Two new reports on fashion sustainability, released Monday by the United Nations Framework Convention on Climate Change (UNFCCC), detail those impacts and the importance of reducing fashion-related greenhouse gas emissions through alternate materials and manufacturing processes.
And Rubi’s approach is a promising one. When captured carbon is diverted to a Rubi system, enzymes work to convert it into cellulose pulp that’s then spun into fibers, lyocell yarn, and textiles through existing industry mechanisms.
“The cellulose pulp is dissolved into a thick liquid called dope, extruded through a showerhead-like fixture with tiny holes called a spinneret into solid fibers, then twisted into yarns and woven or knit into textiles,” the company explains.
Most of the carbon emissions associated with existing cellulose sources come from land use management because so much of the cellulose is derived from wood and forest – 100 million trees’ worth each year that drives deforestation. Other options, like recycled fibers and those made from agricultural waste, aren’t quite as carbon-intensive. But neither do they rely on carbon removed from the environment.
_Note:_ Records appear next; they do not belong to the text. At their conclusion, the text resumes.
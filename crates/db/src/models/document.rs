//! Rows of `achievement_documents`.

use achievo_core::achievement::{AchievementDocument, AchievementType, Attachment};
use achievo_core::details::AchievementDetails;
use achievo_core::ports::StoreError;
use achievo_core::types::{DbId, DocumentId, Timestamp};
use chrono::NaiveDate;
use sqlx::types::Json;
use sqlx::FromRow;

/// A row from the `achievement_documents` table.
#[derive(Debug, Clone, FromRow)]
pub struct DocumentRow {
    pub id: DocumentId,
    pub owner_student_id: DbId,
    pub achievement_type: String,
    pub title: String,
    pub description: String,
    pub details: Json<AchievementDetails>,
    pub attachments: Json<Vec<Attachment>>,
    pub tags: Vec<String>,
    pub achieved_date: Option<NaiveDate>,
    pub points: i32,
    pub is_deleted: bool,
    pub deleted_at: Option<Timestamp>,
    pub created_at: Timestamp,
    pub updated_at: Timestamp,
}

impl TryFrom<DocumentRow> for AchievementDocument {
    type Error = StoreError;

    fn try_from(row: DocumentRow) -> Result<Self, Self::Error> {
        let achievement_type = AchievementType::parse(&row.achievement_type)
            .map_err(|e| StoreError::Corrupt(e.to_string()))?;
        let details = row.details.0;
        if details.specific.achievement_type() != achievement_type {
            return Err(StoreError::Corrupt(format!(
                "document {} is '{achievement_type}' but its details are '{}'",
                row.id,
                details.specific.achievement_type()
            )));
        }
        Ok(Self {
            document_id: row.id,
            owner_student_id: row.owner_student_id,
            achievement_type,
            title: row.title,
            description: row.description,
            details,
            attachments: row.attachments.0,
            tags: row.tags,
            achieved_date: row.achieved_date,
            points: row.points,
            is_deleted: row.is_deleted,
            deleted_at: row.deleted_at,
            created_at: row.created_at,
            updated_at: row.updated_at,
        })
    }
}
Existing fashion industry emissions, which can account for up to 10% of global GHG while driving up water use and waste, also rely on carbon-intensive pulp processing and mill operations to make textiles. What Rubi plans to do with Walmart is to change up the process by first determining how carbon can be captured from Walmart’s supply chain by integrating Rubi’s modular reactors into facilities.
In addition to the manufacturing pilot, Rubi then plans to develop a garment prototype with an eye toward producing an entire collection of net-zero, biodegradable Walmart clothing.
“With Walmart’s scale and reach, the potential for Rubi’s technology to drive transformative change in how major manufacturing or supply chain companies approach zero waste and zero emissions is incredibly inspiring. We are beyond thrilled to start testing all of these initiatives,” said Neeka Mashouf.
The Ganni brand, based in Copenhagen, also is working with Rubi, as are fashion brands Patagonia, Reformation and H&M, among others.
“We know we’re part of something bigger,” says Neeka Mashouf. “While we’re applying our solution to the fashion industry first, it’s our goal to make every supply chain exist in harmony with the planet.”